The "Body" ad was not used on Knowledge Network, only Discovery Kids (Canada) and BBC Kids, this was the very first PSA that was released a year after.
- Health Rock (2004): A lively 60 second animation featuring someone's T-shirt with a blue creature on it which turns animated. It has an entertaining commercial jingle that explains the importance of balancing food and activity and encourages kids to "eat smart and move more." Created by J. Walter Thompson.
- Head (2006): A boy (Lamar Johnson) removes his head and it bounces over to the fridge. He goes over, picks up his head, opens the fridge, and grabs a plastic container with his mouth. It ends with a text message saying "Choose a variety of foods". Created by Round Table Advertising.
- Body (2006): The same boy takes his head off and sets it on his desktop, and his body dances to hip-hop music. It ends with a text message saying "Move your body at least 30 extra minutes each day". Created by Round Table Advertising.

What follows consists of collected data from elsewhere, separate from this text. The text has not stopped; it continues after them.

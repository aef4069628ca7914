//! Scripted failure injection
//!
//! Lets tests make a backend fail the next N reads or commits with a given
//! error code, or fail every read permanently, without touching the code
//! under test.

use dataaccess_core::DataError;
use parking_lot::Mutex;

#[derive(Debug, Default)]
struct Plan {
    reads: u32,
    read_code: String,
    commits: u32,
    commit_code: String,
    permanent_read: Option<String>,
}

/// Failure script consulted by a backend before each read and commit
#[derive(Debug, Default)]
pub struct FaultInjector {
    plan: Mutex<Plan>,
}

impl FaultInjector {
    /// Injector that never fails
    pub fn new() -> Self {
        Self::default()
    }

    /// Fail the next `count` reads with backend error `code`
    pub fn fail_reads(&self, count: u32, code: impl Into<String>) {
        let mut plan = self.plan.lock();
        plan.reads = count;
        plan.read_code = code.into();
    }

    /// Fail the next `count` scope completions with backend error `code`
    pub fn fail_commits(&self, count: u32, code: impl Into<String>) {
        let mut plan = self.plan.lock();
        plan.commits = count;
        plan.commit_code = code.into();
    }

    /// Fail every read with an uncoded backend error until [`reset`](Self::reset)
    pub fn fail_reads_permanently(&self, message: impl Into<String>) {
        self.plan.lock().permanent_read = Some(message.into());
    }

    /// Clear every scripted failure
    pub fn reset(&self) {
        *self.plan.lock() = Plan::default();
    }

    /// Error the next read should fail with, consuming one scripted failure
    pub fn next_read_fault(&self) -> Option<DataError> {
        let mut plan = self.plan.lock();
        if let Some(message) = &plan.permanent_read {
            return Some(DataError::backend(message.clone()));
        }
        if plan.reads > 0 {
            plan.reads -= 1;
            return Some(DataError::backend_code(
                plan.read_code.clone(),
                "injected read failure",
            ));
        }
        None
    }

    /// Error the next commit should fail with, consuming one scripted failure
    pub fn next_commit_fault(&self) -> Option<DataError> {
        let mut plan = self.plan.lock();
        if plan.commits > 0 {
            plan.commits -= 1;
            return Some(DataError::backend_code(
                plan.commit_code.clone(),
                "injected commit failure",
            ));
        }
        None
    }
}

- Media Monkey (2010): A girl is first shown reading a magazine with pages torn out by a monkey in a sailor suit. The monkey unplugs the girl's computer after it shows a weight loss pop-up, and they fight over the TV. This PSA ends with the message "You don't need a Media Monkey to make healthy choices. Think for yourself", as the girl sees the monkey covering up a perfume advertisement. Created by Bensimon Byrne.